$830,000 Loan Closed for 20-Unit Apartment Property in Corpus Christi, Texas

On Nov. 8th, Janover Ventures' Brandon Ramineh closed an $830,000 Fannie Mae Small Loan for Serene Shores, a 20-unit apartment property in Corpus Christi, Texas. I sat down with Brandon to talk about the transaction, the Fannie Mae Small Loan program, and what borrowers should understand about the current state of the small-balance multifamily lending market.

While $830,000 is considered a very small loan amount (in terms of agency financing), the borrower's deal was approved. Fortunately for the borrower, the deal went through just before the Fannie Mae Small Loan program increased its lending minimum from $750,000 to $1 million.

What made this deal special or unique?

This wasn’t just our borrower’s first agency loan, it was also his first multifamily investment property. In addition, at $830,000, the loan was considered very small. So small, that, in fact, it’s currently almost impossible to get a loan of this size through Fannie or Freddie. Our borrower came to us at a very fortunate time, right before Fannie Mae increased their lending limits for 2019. Luckily, we were still able to have this deal approved.

What were the terms and size of the loan?

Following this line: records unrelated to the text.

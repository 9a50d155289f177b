//! Hint Controller: a per-session, per-concept monotonic ladder plus the
//! hint-dependency scoring formula.

use std::collections::HashMap;
use std::sync::Arc;

use chrono::{DateTime, Utc};
use serde::{Deserialize, Serialize};
use tutor_config::HintConfig;
use tutor_memory::{SessionStoreError, SessionStorePort};

use crate::session::SessionId;

pub const MAX_LEVEL: u8 = 3;

/// One hint dispensed to a student, kept in the session's hint log.
#[derive(Debug, Clone, Serialize, Deserialize)]
pub struct HintRecord {
    pub session_id: SessionId,
    pub level: u8,
    pub concept: String,
    pub timestamp: DateTime<Utc>,
}

/// Per-session ladder controller. One instance is owned per
/// [`crate::session::Session`]; it is never shared across sessions.
pub struct HintController {
    session_id: SessionId,
    weights: HashMap<String, f64>,
    levels_by_concept: HashMap<String, u8>,
    log: Vec<HintRecord>,
    sink: Option<Arc<dyn SessionStorePort<HintRecord>>>,
}

impl HintController {
    pub fn new(session_id: SessionId, config: &HintConfig) -> Self {
        Self {
            session_id,
            weights: config.weights.clone(),
            levels_by_concept: HashMap::new(),
            log: Vec::new(),
            sink: None,
        }
    }

    /// Attach a durable write-through sink: every request is persisted
    /// immediately when a storage handle is set; otherwise the log stays
    /// in-memory only.
    pub fn with_sink(mut self, sink: Arc<dyn SessionStorePort<HintRecord>>) -> Self {
        self.sink = Some(sink);
        self
    }

    fn weight_for(&self, level: u8) -> f64 {
        self.weights.get(&level.to_string()).copied().unwrap_or(1.0)
    }

    /// Returns the *current* level for `concept` before recording and
    /// advancing it. Defaults a never-seen concept to level 1.
    pub fn current_level(&self, concept: &str) -> u8 {
        self.levels_by_concept.get(concept).copied().unwrap_or(1)
    }

    /// Request the next hint for `concept`: returns the level just used,
    /// appends a [`HintRecord`], then saturating-advances the ladder toward
    /// [`MAX_LEVEL`].
    pub async fn request_hint(&mut self, concept: &str) -> Result<u8, SessionStoreError> {
        let level = self.current_level(concept);
        let record = HintRecord {
            session_id: self.session_id.clone(),
            level,
            concept: concept.to_string(),
            timestamp: Utc::now(),
        };

        if let Some(sink) = &self.sink {
            sink.append(&record).await?;
        }
        self.log.push(record);

        let next = (level + 1).min(MAX_LEVEL);
        self.levels_by_concept.insert(concept.to_string(), next);
        Ok(level)
    }

    /// Restart the ladder for `new_concept` at level 1 without clearing the
    /// session's hint history.
    pub fn reset_for_concept(&mut self, new_concept: &str) {
        self.levels_by_concept.insert(new_concept.to_string(), 1);
    }

    pub fn log(&self) -> &[HintRecord] {
        &self.log
    }

    pub fn total_hint_count(&self) -> usize {
        self.log.len()
    }

    /// Histogram of hints dispensed per level.
    pub fn hints_by_level(&self) -> HashMap<u8, usize> {
        let mut histogram = HashMap::new();
        for record in &self.log {
            *histogram.entry(record.level).or_insert(0) += 1;
        }
        histogram
    }

    /// `clamp(1 - sum(weight of hints used) / total_turns, 0, 1)`. A
    /// zero-turn or hint-free session is fully independent (score 1.0).
    pub fn dependency_score(&self, total_turns: u32) -> f64 {
        if total_turns == 0 || self.log.is_empty() {
            return 1.0;
        }
        let used: f64 = self.log.iter().map(|h| self.weight_for(h.level)).sum();
        (1.0 - used / total_turns as f64).clamp(0.0, 1.0)
    }
}

#[cfg(test)]
mod tests {
    use super::*;
    use tutor_memory::InMemorySessionStore;

    fn config() -> HintConfig {
        HintConfig::default()
    }

    #[tokio::test]
    async fn ladder_advances_and_saturates_at_three() {
        let mut hints = HintController::new(SessionId::new(), &config());
        let levels = [
            hints.request_hint("linear_eq").await.unwrap(),
            hints.request_hint("linear_eq").await.unwrap(),
            hints.request_hint("linear_eq").await.unwrap(),
            hints.request_hint("linear_eq").await.unwrap(),
        ];
        assert_eq!(levels, [1, 2, 3, 3]);
    }

    #[tokio::test]
    async fn reset_for_concept_restarts_without_clearing_history() {
        let mut hints = HintController::new(SessionId::new(), &config());
        hints.request_hint("a").await.unwrap();
        hints.request_hint("a").await.unwrap();
        hints.reset_for_concept("b");
        assert_eq!(hints.current_level("b"), 1);
        assert_eq!(hints.total_hint_count(), 2);
    }

    #[tokio::test]
    async fn dependency_score_matches_scenario_4() {
        let mut hints = HintController::new(SessionId::new(), &config());
        for _ in 0..4 {
            hints.request_hint("linear_eq").await.unwrap();
        }
        let score = hints.dependency_score(4);
        assert!((score - 0.325).abs() < 1e-9);
    }

    #[tokio::test]
    async fn no_hints_used_is_fully_independent() {
        let hints = HintController::new(SessionId::new(), &config());
        assert_eq!(hints.dependency_score(10), 1.0);
        assert_eq!(hints.dependency_score(0), 1.0);
    }

    #[tokio::test]
    async fn write_through_sink_receives_every_request() {
        let sink = Arc::new(InMemorySessionStore::<HintRecord>::new());
        let mut hints = HintController::new(SessionId::new(), &config()).with_sink(sink.clone());
        hints.request_hint("a").await.unwrap();
        hints.request_hint("a").await.unwrap();
        assert_eq!(sink.load_all().await.unwrap().len(), 2);
    }

    #[tokio::test]
    async fn histogram_counts_by_level() {
        let mut hints = HintController::new(SessionId::new(), &config());
        hints.request_hint("a").await.unwrap(); // level 1
        hints.request_hint("a").await.unwrap(); // level 2
        let histogram = hints.hints_by_level();
        assert_eq!(histogram.get(&1), Some(&1));
        assert_eq!(histogram.get(&2), Some(&1));
    }
}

Although the deal qualified for 80% LTV financing, we were limited based on the borrower’s net worth. Fannie Mae and Freddie Mac both require the borrower’s net worth to be equivalent to the loan amount. Unfortunately, that capped our loan amount at $820,000. Towards closing, we were able to increase proceeds to $830,000 (only $10,000 shy of hitting 80% LTV). Originally, we had underwritten the deal as a 30-year fixed-rate loan, but due to a rate increase at rate lock, we decided it would be best to go with a 10-year fixed-rate loan. This loan carried a yield maintenance prepayment.

How was the application and approval process for the borrower?

The actual approval process was fairly smooth. There was a little more scrutiny on the management company due to the borrower’s lack of experience, however, the property had strong financials, which was a key selling point.

While we were fortunate to get our borrower’s loan application approved by Fannie Mae, as I mentioned before, the interest rate increased post-application. When it came time to rate lock, the interest rate was nearly 1% higher than the initial estimate. Therefore (as I also mentioned before), we re-assessed the borrower’s situation and decided he would be better off going with a 10-year fixed-rate loan.

What are the benefits of the Fannie Mae Small Loan program for borrowers? Is it a popular program?

Fannie Mae Small Loans are quite popular, particularly among certain types of multifamily borrowers. In regards to small balance loans, Fannie Mae tends to lend more aggressively than  Freddie Mac in smaller markets, such as Corpus Christi, Texas, which makes Fannie Mae financing a particularly attractive option. In addition, unlike most multifamily loan products, Fannie Mae Small Loans permit terms and amortizations up to 30 years. Terms of that length are generally unheard of in regards to multifamily financing, except in the case of HUD/FHA multifamily loans

For those who may not be aware, the most important terms of the program include:

  • LTVs up to 80%
  • 30-year amortizations
  • A variety of fixed-rate terms up to 30 years
  • Interest-only (I/O) options available
  • Closings between 45-75 days
  • Non-recourse (with standard bad boy carve-outs)

What else can you tell us about the small balance multifamily lending market? Are there any updates borrowers should know about?

About three months ago, the FHFA (Federal Housing Finance Administration), which oversees Fannie Mae and Freddie Mac, expanded each agencies' loan cap to $100 billion ($200 billion overall) for the next five quarters (Q4 2019 to Q4 2020). This was great news and really addressed the concerns of a lot of people in the industry. A few weeks before that, Fannie and Freddie increased rates and nearly pulled out of the market, which had a lot of people in the industry worried about the future of agency financing.

As we touched on earlier, Freddie Mac can be a great alternative to Fannie Mae, particularly in larger markets, where Freddie tends to offer better rates (particularly for small balance loans). In the last month or two, Freddie has also cut its rates, so potential small-balance borrowers may also want to look into the Freddie Mac Small Balance Loan (SBL) program as an alternative to Fannie Mae. In addition, CMBS and HUD multifamily loans also remain viable options for certain types of small-balance borrowers.